Activity: Within the data beneath, some lines may hold the word "MappingFragmentStoreEntitySet". Give the number of those lines and nothing else.

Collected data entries
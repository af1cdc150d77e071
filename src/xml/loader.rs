//! Pull-based reader for CSDL, SSDL and MSL documents.
//!
//! Parsing is deliberately lenient: any well-formed element becomes a tree
//! node (unrecognized tags as [`ElementKind::Other`]), and reference
//! attributes are wrapped in bindings as they are encountered. Dangling
//! references are a resolution concern, not a parse error; only malformed
//! XML or a wrong root element aborts the load.

use std::str;

use quick_xml::Reader;
use quick_xml::events::{BytesStart, Event};
use thiserror::Error;
use tracing::trace;

use crate::artifact::Transaction;
use crate::base::{LineIndex, Span};
use crate::model::{ElementId, ElementKind, ModelSpace};
use crate::resolve::ReferenceContext;

#[derive(Debug, Error)]
pub enum LoadError {
    #[error("XML error: {0}")]
    Xml(String),

    #[error("malformed attribute: {0}")]
    Attribute(String),

    #[error("unexpected root element '{found}', expected '{expected}'")]
    UnexpectedRoot { expected: &'static str, found: String },
}

/// Parse one document into the transaction, returning its root element.
///
/// The caller decides when to commit; loading all three documents of an
/// artifact in one transaction lets cross-document references resolve in a
/// single fixpoint drain regardless of document order.
pub fn load_document(
    tx: &mut Transaction<'_>,
    space: ModelSpace,
    text: &str,
) -> Result<ElementId, LoadError> {
    let mut reader = Reader::from_str(text);
    reader.config_mut().trim_text(true);
    let lines = LineIndex::new(text);

    let mut loader = Loader {
        tx,
        space,
        lines,
        stack: Vec::new(),
        root: None,
    };

    loop {
        match reader.read_event() {
            Ok(Event::Start(e)) => {
                let after = reader.buffer_position() as usize;
                let start = after.saturating_sub(e.len() + 2);
                let id = loader.open(&e)?;
                loader.stack.push((id, start));
            }
            Ok(Event::Empty(e)) => {
                let after = reader.buffer_position() as usize;
                let start = after.saturating_sub(e.len() + 3);
                let id = loader.open(&e)?;
                loader.close(id, start, after);
            }
            Ok(Event::End(_)) => {
                let after = reader.buffer_position() as usize;
                if let Some((id, start)) = loader.stack.pop() {
                    loader.close(id, start, after);
                }
            }
            Ok(Event::Eof) => break,
            Ok(_) => {}
            Err(e) => {
                return Err(LoadError::Xml(format!(
                    "at offset {}: {e}",
                    reader.error_position()
                )));
            }
        }
    }

    loader
        .root
        .ok_or_else(|| LoadError::Xml("document has no root element".into()))
}

struct Loader<'tx, 'art> {
    tx: &'tx mut Transaction<'art>,
    space: ModelSpace,
    lines: LineIndex,
    stack: Vec<(ElementId, usize)>,
    root: Option<ElementId>,
}

impl Loader<'_, '_> {
    fn open(&mut self, e: &BytesStart<'_>) -> Result<ElementId, LoadError> {
        let tag = str::from_utf8(e.local_name().as_ref())
            .map_err(|err| LoadError::Xml(err.to_string()))?
            .to_string();

        let mut attrs: Vec<(String, String)> = Vec::new();
        for attr in e.attributes() {
            let attr = attr.map_err(|err| LoadError::Attribute(err.to_string()))?;
            let key = str::from_utf8(attr.key.local_name().as_ref())
                .map_err(|err| LoadError::Attribute(err.to_string()))?
                .to_string();
            let value = attr
                .unescape_value()
                .map_err(|err| LoadError::Attribute(err.to_string()))?
                .into_owned();
            attrs.push((key, value));
        }

        let parent = self.stack.last().map(|(id, _)| *id);
        if parent.is_none() {
            let expected = match self.space {
                ModelSpace::Mapping => "Mapping",
                _ => "Schema",
            };
            if tag != expected {
                return Err(LoadError::UnexpectedRoot {
                    expected,
                    found: tag,
                });
            }
        }

        let parent_kind = match parent {
            Some(p) => self.tx.artifact().tree().get(p).map(|el| el.kind),
            None => None,
        };
        let kind = element_kind(self.space, &tag, parent_kind);
        let name = defining_name(kind, &attrs);

        let id = self
            .tx
            .create_element(parent, kind, self.space, name.as_deref());
        for (key, value) in &attrs {
            self.tx.set_attribute(id, key, value);
        }
        self.wire_references(id, kind, &attrs);

        if parent.is_none() && self.root.is_none() {
            self.root = Some(id);
        }
        trace!("parsed <{tag}> as {kind:?} {id:?}");
        Ok(id)
    }

    fn close(&mut self, id: ElementId, start: usize, end: usize) {
        let span = Span::new(self.lines.position(start), self.lines.position(end));
        self.tx.set_span(id, span);
    }

    fn wire_references(&mut self, id: ElementId, kind: ElementKind, attrs: &[(String, String)]) {
        let attr = |name: &str| {
            attrs
                .iter()
                .find(|(k, _)| k.as_str() == name)
                .map(|(_, v)| v.as_str())
        };
        match kind {
            // Store property types are always primitive; only conceptual
            // properties can name a complex type.
            ElementKind::Property if self.space == ModelSpace::Conceptual => {
                if let Some(raw) = attr("Type") {
                    if !is_primitive_type(raw) {
                        self.tx
                            .add_reference(id, ReferenceContext::PropertyType, Some(raw));
                    }
                }
            }
            ElementKind::NavigationProperty => {
                self.tx.add_reference(
                    id,
                    ReferenceContext::NavigationPropertyRelationship,
                    attr("Relationship"),
                );
                self.tx.add_reference(
                    id,
                    ReferenceContext::NavigationPropertyFromRole,
                    attr("FromRole"),
                );
                self.tx.add_reference(
                    id,
                    ReferenceContext::NavigationPropertyToRole,
                    attr("ToRole"),
                );
            }
            ElementKind::AssociationEnd => {
                self.tx
                    .add_reference(id, ReferenceContext::AssociationEndType, attr("Type"));
            }
            ElementKind::PropertyRef => {
                self.tx
                    .add_reference(id, ReferenceContext::PropertyRefName, attr("Name"));
            }
            ElementKind::EntitySet => {
                self.tx.add_reference(
                    id,
                    ReferenceContext::EntitySetEntityType,
                    attr("EntityType"),
                );
            }
            ElementKind::AssociationSet => {
                self.tx.add_reference(
                    id,
                    ReferenceContext::AssociationSetAssociation,
                    attr("Association"),
                );
            }
            ElementKind::AssociationSetEnd => {
                self.tx
                    .add_reference(id, ReferenceContext::AssociationSetEndRole, attr("Role"));
                self.tx.add_reference(
                    id,
                    ReferenceContext::AssociationSetEndEntitySet,
                    attr("EntitySet"),
                );
            }
            ElementKind::EntityContainerMapping => {
                self.tx.add_reference(
                    id,
                    ReferenceContext::MappingStorageContainer,
                    attr("StorageEntityContainer"),
                );
                self.tx.add_reference(
                    id,
                    ReferenceContext::MappingConceptualContainer,
                    attr("CdmEntityContainer"),
                );
            }
            ElementKind::EntitySetMapping => {
                self.tx
                    .add_reference(id, ReferenceContext::EntitySetMappingName, attr("Name"));
            }
            ElementKind::EntityTypeMapping => {
                self.tx.add_reference(
                    id,
                    ReferenceContext::EntityTypeMappingTypeName,
                    attr("TypeName"),
                );
            }
            ElementKind::MappingFragment => {
                self.tx.add_reference(
                    id,
                    ReferenceContext::MappingFragmentStoreEntitySet,
                    attr("StoreEntitySet"),
                );
            }
            ElementKind::ScalarProperty => {
                self.tx
                    .add_reference(id, ReferenceContext::ScalarPropertyName, attr("Name"));
                self.tx.add_reference(
                    id,
                    ReferenceContext::ScalarPropertyColumnName,
                    attr("ColumnName"),
                );
            }
            ElementKind::AssociationSetMapping => {
                self.tx.add_reference(
                    id,
                    ReferenceContext::AssociationSetMappingName,
                    attr("Name"),
                );
                self.tx.add_reference(
                    id,
                    ReferenceContext::AssociationSetMappingTypeName,
                    attr("TypeName"),
                );
                // Association-set mappings carry the store set inline rather
                // than through a fragment; same reference kind either way.
                if attr("StoreEntitySet").is_some() {
                    self.tx.add_reference(
                        id,
                        ReferenceContext::MappingFragmentStoreEntitySet,
                        attr("StoreEntitySet"),
                    );
                }
            }
            ElementKind::EndProperty => {
                self.tx
                    .add_reference(id, ReferenceContext::EndPropertyRole, attr("Name"));
            }
            ElementKind::FunctionImportMapping => {
                self.tx.add_reference(
                    id,
                    ReferenceContext::FunctionImportMappingFunctionName,
                    attr("FunctionName"),
                );
                self.tx.add_reference(
                    id,
                    ReferenceContext::FunctionImportMappingImportName,
                    attr("FunctionImportName"),
                );
            }
            _ => {}
        }
    }
}

fn element_kind(space: ModelSpace, tag: &str, parent: Option<ElementKind>) -> ElementKind {
    match space {
        ModelSpace::Mapping => match tag {
            "Mapping" => ElementKind::Mapping,
            "EntityContainerMapping" => ElementKind::EntityContainerMapping,
            "EntitySetMapping" => ElementKind::EntitySetMapping,
            "EntityTypeMapping" => ElementKind::EntityTypeMapping,
            "MappingFragment" => ElementKind::MappingFragment,
            "ScalarProperty" => ElementKind::ScalarProperty,
            "AssociationSetMapping" => ElementKind::AssociationSetMapping,
            "EndProperty" => ElementKind::EndProperty,
            "FunctionImportMapping" => ElementKind::FunctionImportMapping,
            _ => ElementKind::Other,
        },
        _ => match tag {
            "Schema" => ElementKind::Schema,
            "EntityType" => ElementKind::EntityType,
            "ComplexType" => ElementKind::ComplexType,
            "Property" => ElementKind::Property,
            "NavigationProperty" => ElementKind::NavigationProperty,
            "Key" => ElementKind::Key,
            "PropertyRef" => ElementKind::PropertyRef,
            "Association" => ElementKind::Association,
            // The same tag under an association declares an end; under an
            // association set it references one.
            "End" => match parent {
                Some(ElementKind::AssociationSet) => ElementKind::AssociationSetEnd,
                _ => ElementKind::AssociationEnd,
            },
            "EntityContainer" => ElementKind::EntityContainer,
            "EntitySet" => ElementKind::EntitySet,
            "AssociationSet" => ElementKind::AssociationSet,
            "Function" => ElementKind::Function,
            "FunctionImport" => ElementKind::FunctionImport,
            _ => ElementKind::Other,
        },
    }
}

/// The attribute that defines an element's own name, as opposed to the
/// attributes that reference other elements' names.
fn defining_name(kind: ElementKind, attrs: &[(String, String)]) -> Option<String> {
    let attr = |name: &str| {
        attrs
            .iter()
            .find(|(k, _)| k.as_str() == name)
            .map(|(_, v)| v.clone())
    };
    match kind {
        ElementKind::Schema => attr("Namespace"),
        // An association end without an explicit Role is addressed by the
        // last segment of its Type name.
        ElementKind::AssociationEnd => attr("Role")
            .or_else(|| attr("Type").map(|t| last_segment(&t).to_string())),
        ElementKind::AssociationSetEnd => attr("Role"),
        ElementKind::Key
        | ElementKind::Mapping
        | ElementKind::EntityContainerMapping
        | ElementKind::EntityTypeMapping
        | ElementKind::MappingFragment
        | ElementKind::Other => None,
        _ => attr("Name"),
    }
}

fn last_segment(raw: &str) -> &str {
    raw.rsplit('.').next().unwrap_or(raw)
}

/// EDM primitive type names never participate in resolution.
fn is_primitive_type(raw: &str) -> bool {
    const PRIMITIVES: &[&str] = &[
        "Binary",
        "Boolean",
        "Byte",
        "DateTime",
        "DateTimeOffset",
        "Decimal",
        "Double",
        "Geography",
        "Geometry",
        "Guid",
        "Int16",
        "Int32",
        "Int64",
        "SByte",
        "Single",
        "String",
        "Time",
    ];
    if let Some(bare) = raw.strip_prefix("Edm.") {
        return PRIMITIVES.iter().any(|p| p.eq_ignore_ascii_case(bare));
    }
    PRIMITIVES.iter().any(|p| p.eq_ignore_ascii_case(raw))
}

Response to the task: 2